# Looking for someone that keeps AR15 lowers in stock



## Lick Skillet (Dec 1, 2015)

I am building an AR15 and I am looking for someone near Madison that keeps AR parts in stock specifically stripped lowers but if convenient would buy more parts. Looking to multiple builds actually lol


----------



## Bill Mc (Dec 1, 2015)

Fur piece but Adventure Outdoors in Smyrna has stripped lowers.

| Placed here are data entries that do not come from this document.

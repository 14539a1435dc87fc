//! Homenet nettest - run a reachability plan against live nodes
//!
//! Without arguments this runs the built-in router/host1 scenario: both nodes
//! wait for systemd-networkd, then ping each other over `home.arpa.`.
//! Exits non-zero with the first failing step.

use clap::Parser;
use std::path::PathBuf;
use std::time::Duration;
use tracing::{info, Level};
use tracing_subscriber::FmtSubscriber;

use homenet_harness::{CommandProvisioner, TestPlan, TestRunner};

#[derive(Parser)]
#[command(name = "homenet-nettest")]
#[command(about = "Wait for node readiness and verify reachability between nodes")]
struct Args {
    /// TOML plan to run instead of the built-in router/host1 scenario
    #[arg(long, short)]
    plan: Option<PathBuf>,

    /// Delay between attempts of the same condition (e.g. "500ms")
    #[arg(long, value_parser = humantime::parse_duration)]
    poll_interval: Option<Duration>,

    /// Deadline for every condition (e.g. "5m")
    #[arg(long, value_parser = humantime::parse_duration)]
    timeout: Option<Duration>,

    /// Write a JSON report of the passed steps to this file
    #[arg(long)]
    report: Option<PathBuf>,

    /// Enable verbose logging
    #[arg(long, short)]
    verbose: bool,
}

#[tokio::main(flavor = "current_thread")]
async fn main() -> anyhow::Result<()> {
    let args = Args::parse();

    // Initialize logging
    let level = if args.verbose { Level::DEBUG } else { Level::INFO };
    let subscriber = FmtSubscriber::builder()
        .with_max_level(level)
        .finish();
    tracing::subscriber::set_global_default(subscriber)?;

    let mut plan = match &args.plan {
        Some(path) => {
            info!("Loading plan from {}", path.display());
            TestPlan::load(path)?
        }
        None => TestPlan::default(),
    };

    if let Some(interval) = args.poll_interval {
        plan.timing.poll_interval = interval;
    }
    if let Some(deadline) = args.timeout {
        plan.timing = plan.timing.with_timeout(deadline);
    }
    plan.validate()?;

    info!(
        "Running {} step(s) against {} node(s)",
        plan.steps.len(),
        plan.nodes.len()
    );

    let runner = TestRunner::new(plan, CommandProvisioner::new());
    // anyhow prints the failing step on exit
    let report = runner.run().await?;

    info!(
        "All {} step(s) passed in {}",
        report.steps.len(),
        humantime::format_duration(Duration::from_secs(report.elapsed.as_secs()))
    );

    if let Some(path) = &args.report {
        std::fs::write(path, serde_json::to_string_pretty(&report)?)?;
        info!("Report written to {}", path.display());
    }

    Ok(())
}
//! Subnet numbering within a parent network

use serde::Serialize;
use std::net::{IpAddr, Ipv4Addr, Ipv6Addr};

use crate::error::{NetdumpError, Result};
use crate::prefix::Prefix;

/// Every IPv6 subnet is a /64
pub const IPV6_NETWORK_BITS: u8 = 64;

/// Largest IPv4 parent that still leaves room for a child network
pub const IPV4_MAX_PARENT_BITS: u8 = 23;

/// Child subnet `id` of an IPv4 parent
///
/// The child length is the next multiple of 8 above the parent length, so a
/// /16 parent yields /24 children and a /20 parent yields sixteen /24s.
pub fn ipv4_network(parent: &Prefix, id: u64) -> Result<Prefix> {
    let parent = parent.masked();
    let network = parent.ipv4()?;
    if parent.bits() > IPV4_MAX_PARENT_BITS {
        return Err(NetdumpError::NetworkTooSmall { family: "ipv4" });
    }

    let child_bits = parent.bits() / 8 * 8 + 8;
    let id_bits = (child_bits - parent.bits()) as u32;
    if id >= 1u64 << id_bits {
        return Err(NetdumpError::IdTooLarge);
    }

    let addr = u32::from(network) + ((id as u32) << (32 - child_bits as u32));
    Prefix::new(IpAddr::V4(Ipv4Addr::from(addr)), child_bits)
}

/// Child /64 `id` of an IPv6 parent
pub fn ipv6_network(parent: &Prefix, id: u64) -> Result<Prefix> {
    let parent = parent.masked();
    let network = parent.ipv6()?;
    if parent.bits() >= IPV6_NETWORK_BITS {
        return Err(NetdumpError::NetworkTooSmall { family: "ipv6" });
    }

    let id_bits = (IPV6_NETWORK_BITS - parent.bits()) as u32;
    if (id as u128) >= 1u128 << id_bits {
        return Err(NetdumpError::IdTooLarge);
    }

    let addr = u128::from(network) + ((id as u128) << (128 - IPV6_NETWORK_BITS as u32));
    Prefix::new(IpAddr::V6(Ipv6Addr::from(addr)), IPV6_NETWORK_BITS)
}

/// Inputs for [`network_dump`]; absent parents are skipped
#[derive(Debug, Clone, Default)]
pub struct NetworkRequest {
    pub id: u64,
    pub ipv4_prefix: Option<Prefix>,
    pub ipv6_ula_prefix: Option<Prefix>,
    pub ipv6_gua_prefix: Option<Prefix>,
}

/// Subnets assigned to one network id
#[derive(Debug, Clone, PartialEq, Eq, Serialize)]
#[serde(rename_all = "camelCase")]
pub struct NetworkDump {
    pub ipv4_prefix: Option<Prefix>,
    pub ipv6_ula_prefix: Option<Prefix>,
    pub ipv6_gua_prefix: Option<Prefix>,
}

/// Derive the subnets of network `id` in every requested family
pub fn network_dump(req: &NetworkRequest) -> Result<NetworkDump> {
    Ok(NetworkDump {
        ipv4_prefix: req.ipv4_prefix.as_ref().map(|p| ipv4_network(p, req.id)).transpose()?,
        ipv6_ula_prefix: req.ipv6_ula_prefix.as_ref().map(|p| ipv6_network(p, req.id)).transpose()?,
        ipv6_gua_prefix: req.ipv6_gua_prefix.as_ref().map(|p| ipv6_network(p, req.id)).transpose()?,
    })
}

#[cfg(test)]
mod tests {
    use super::*;

    fn v4(parent: &str, id: u64) -> Result<String> {
        ipv4_network(&parent.parse().unwrap(), id).map(|p| p.to_string())
    }

    fn v6(parent: &str, id: u64) -> Result<String> {
        ipv6_network(&parent.parse().unwrap(), id).map(|p| p.to_string())
    }

    #[test]
    fn test_ipv4_children() {
        assert_eq!(v4("10.0.0.0/16", 0).unwrap(), "10.0.0.0/24");
        assert_eq!(v4("10.0.0.0/16", 5).unwrap(), "10.0.5.0/24");
        assert_eq!(v4("10.0.0.0/16", 255).unwrap(), "10.0.255.0/24");
        assert_eq!(v4("172.16.0.0/20", 15).unwrap(), "172.16.15.0/24");
        assert_eq!(v4("10.0.0.0/8", 3).unwrap(), "10.3.0.0/16");
        // Host bits in the parent are ignored
        assert_eq!(v4("10.0.3.7/16", 1).unwrap(), "10.0.1.0/24");
    }

    #[test]
    fn test_ipv4_limits() {
        assert_eq!(v4("10.0.0.0/16", 256), Err(NetdumpError::IdTooLarge));
        assert_eq!(v4("172.16.0.0/20", 16), Err(NetdumpError::IdTooLarge));
        assert_eq!(
            v4("192.168.0.0/24", 0),
            Err(NetdumpError::NetworkTooSmall { family: "ipv4" })
        );
    }

    #[test]
    fn test_ipv6_children() {
        assert_eq!(v6("fd00:1:2::/48", 1).unwrap(), "fd00:1:2:1::/64");
        assert_eq!(v6("fd00:1:2::/48", 0xffff).unwrap(), "fd00:1:2:ffff::/64");
        assert_eq!(v6("fd00:0:0:10::/60", 15).unwrap(), "fd00:0:0:1f::/64");
        assert_eq!(v6("2001:db8::/32", 0x10001).unwrap(), "2001:db8:1:1::/64");
    }

    #[test]
    fn test_ipv6_limits() {
        assert_eq!(v6("fd00:1:2::/48", 0x10000), Err(NetdumpError::IdTooLarge));
        assert_eq!(
            v6("fd00::/64", 0),
            Err(NetdumpError::NetworkTooSmall { family: "ipv6" })
        );
        assert!(v6("::/0", u64::MAX).is_ok());
    }

    #[test]
    fn test_family_mismatch() {
        assert!(matches!(v4("fd00::/48", 1), Err(NetdumpError::AddressFamily { .. })));
        assert!(matches!(v6("10.0.0.0/8", 1), Err(NetdumpError::AddressFamily { .. })));
    }

    #[test]
    fn test_network_dump_skips_missing_families() {
        let dump = network_dump(&NetworkRequest {
            id: 2,
            ipv4_prefix: Some("192.168.0.0/16".parse().unwrap()),
            ipv6_ula_prefix: Some("fd00:aa::/48".parse().unwrap()),
            ipv6_gua_prefix: None,
        })
        .unwrap();

        let json = serde_json::to_value(&dump).unwrap();
        assert_eq!(
            json,
            serde_json::json!({
                "ipv4Prefix": "192.168.2.0/24",
                "ipv6UlaPrefix": "fd00:aa:0:2::/64",
                "ipv6GuaPrefix": null
            })
        );
    }
}
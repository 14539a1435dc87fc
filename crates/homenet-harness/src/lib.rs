//! Homenet Harness - declarative readiness and reachability checks
//!
//! A plan declares named nodes and an ordered list of steps. The runner
//! brings every node up through a [`Provisioner`], then evaluates each step
//! in turn against the node's [`Machine`] handle:
//!
//! - **start_all** - provision every declared node
//! - **wait_for_unit** - poll a unit until it reports `active`
//! - **wait_until_succeeds** - retry a shell command until it exits zero
//!
//! The first step that fails or exceeds its deadline aborts the run.
//!
//! # Example
//!
//! ```rust,no_run
//! use homenet_harness::{CommandProvisioner, TestPlan, TestRunner};
//!
//! #[tokio::main(flavor = "current_thread")]
//! async fn main() -> Result<(), Box<dyn std::error::Error>> {
//!     let runner = TestRunner::new(TestPlan::default(), CommandProvisioner::new());
//!     let report = runner.run().await?;
//!     println!("{} steps passed", report.steps.len());
//!     Ok(())
//! }
//! ```

pub mod backend;
pub mod config;
pub mod error;
pub mod node;
pub mod plan;
pub mod runner;

#[cfg(feature = "test-utils")]
pub mod test_utils;

// Re-exports
pub use backend::{CommandMachine, CommandProvisioner};
pub use config::TimingConfig;
pub use error::{HarnessError, Result, StepFailure};
pub use node::{CommandOutput, Machine, NodeSpec, Provisioner, UnitState};
pub use plan::{ping_command, Condition, ConditionKind, Step, TestPlan, HOME_DOMAIN};
pub use runner::{RunReport, Session, StepReport, TestRunner};
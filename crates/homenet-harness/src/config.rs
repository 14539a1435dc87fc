//! Timing configuration for condition polling

use serde::{Deserialize, Serialize};
use std::time::Duration;

/// Default interval between two attempts of the same condition
pub const DEFAULT_POLL_INTERVAL: Duration = Duration::from_secs(1);

/// Default deadline for a single condition
pub const DEFAULT_TIMEOUT: Duration = Duration::from_secs(900);

/// Polling interval and deadlines applied to every condition of a plan
#[derive(Debug, Clone, PartialEq, Eq, Serialize, Deserialize)]
#[serde(default)]
pub struct TimingConfig {
    /// Delay between two attempts
    #[serde(with = "humantime_serde")]
    pub poll_interval: Duration,
    /// Deadline for `wait_for_unit`
    #[serde(with = "humantime_serde")]
    pub unit_timeout: Duration,
    /// Deadline for `wait_until_succeeds`
    #[serde(with = "humantime_serde")]
    pub command_timeout: Duration,
}

impl Default for TimingConfig {
    fn default() -> Self {
        Self {
            poll_interval: DEFAULT_POLL_INTERVAL,
            unit_timeout: DEFAULT_TIMEOUT,
            command_timeout: DEFAULT_TIMEOUT,
        }
    }
}

impl TimingConfig {
    /// Create a configuration with short deadlines for tests
    pub fn fast(poll_interval: Duration, timeout: Duration) -> Self {
        Self {
            poll_interval,
            unit_timeout: timeout,
            command_timeout: timeout,
        }
    }

    /// Apply one deadline to both condition kinds
    pub fn with_timeout(mut self, timeout: Duration) -> Self {
        self.unit_timeout = timeout;
        self.command_timeout = timeout;
        self
    }
}

#[cfg(test)]
mod tests {
    use super::*;

    #[test]
    fn test_timing_defaults() {
        let timing = TimingConfig::default();
        assert_eq!(timing.poll_interval, Duration::from_secs(1));
        assert_eq!(timing.unit_timeout, Duration::from_secs(900));
        assert_eq!(timing.command_timeout, Duration::from_secs(900));
    }

    #[test]
    fn test_timing_humantime_fields() {
        let timing: TimingConfig = toml::from_str(
            r#"
            poll_interval = "250ms"
            unit_timeout = "2m"
            "#,
        )
        .unwrap();
        assert_eq!(timing.poll_interval, Duration::from_millis(250));
        assert_eq!(timing.unit_timeout, Duration::from_secs(120));
        // Missing fields fall back to defaults
        assert_eq!(timing.command_timeout, DEFAULT_TIMEOUT);
    }
}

But I'd call before making the trip.


----------



## leoparddog (Dec 4, 2015)

Someone in Athens must keep them in stock.  Closer than AO would be Bulls Eye Indoor range in Lawrenceville.  They used to keep a pretty good stock of lowers and parts but I haven't been in there in a couple of years since I moved across town.


----------



## jglenn (Dec 5, 2015)

check with Bass and Antler down in Milledgeville


----------



## SGaither (Dec 5, 2015)

Check Shots Fired in Covington as well as Trading Place Pawn in Monroe. I know both places have carried them but a call to check stock is worth while.


----------



## Lick Skillet (Dec 5, 2015)

Thanks guys


----------



## JeffinPTC (Dec 6, 2015)

I know its obvious, but if you're doing multiple builds and know an FFL who will only charge one fee for multiples, or can drive to Johnson City, these LRB lowers at Wideners WGLALT. (work good, last a long time).  I hear there are only a few companies that do the machining anyway.  Google "who makes LRB and Colt lowers"
DK about the Andersons, and the LRBs are OOS now

https://www.wideners.com/itemview.cfm?dir=700|863|1068


----------



## coachT (Dec 18, 2015)

Check with Clyde Armory in Athens. They have tons of AR stuff. That's not far from Madison.


----------



## Nannyman (Dec 26, 2015)

Buy online. Too easy. Stripped lower you still gotta wait 3 days cause it can be made a pistol.


----------



## Slingblade (Jan 5, 2016)

The Firing Line in Athens, right behind Franklin's might have them in stock also.


_Posted from  Gon.com  App  for  Android_


----------



## Lick Skillet (Jan 7, 2016)

Picked em up at Clydes in Athens $60 Anderson Machine


----------



## Ben Athens (Jan 10, 2016)

Has  anyone bought a lower from Country Boys Sports in Homer ?

Ben


----------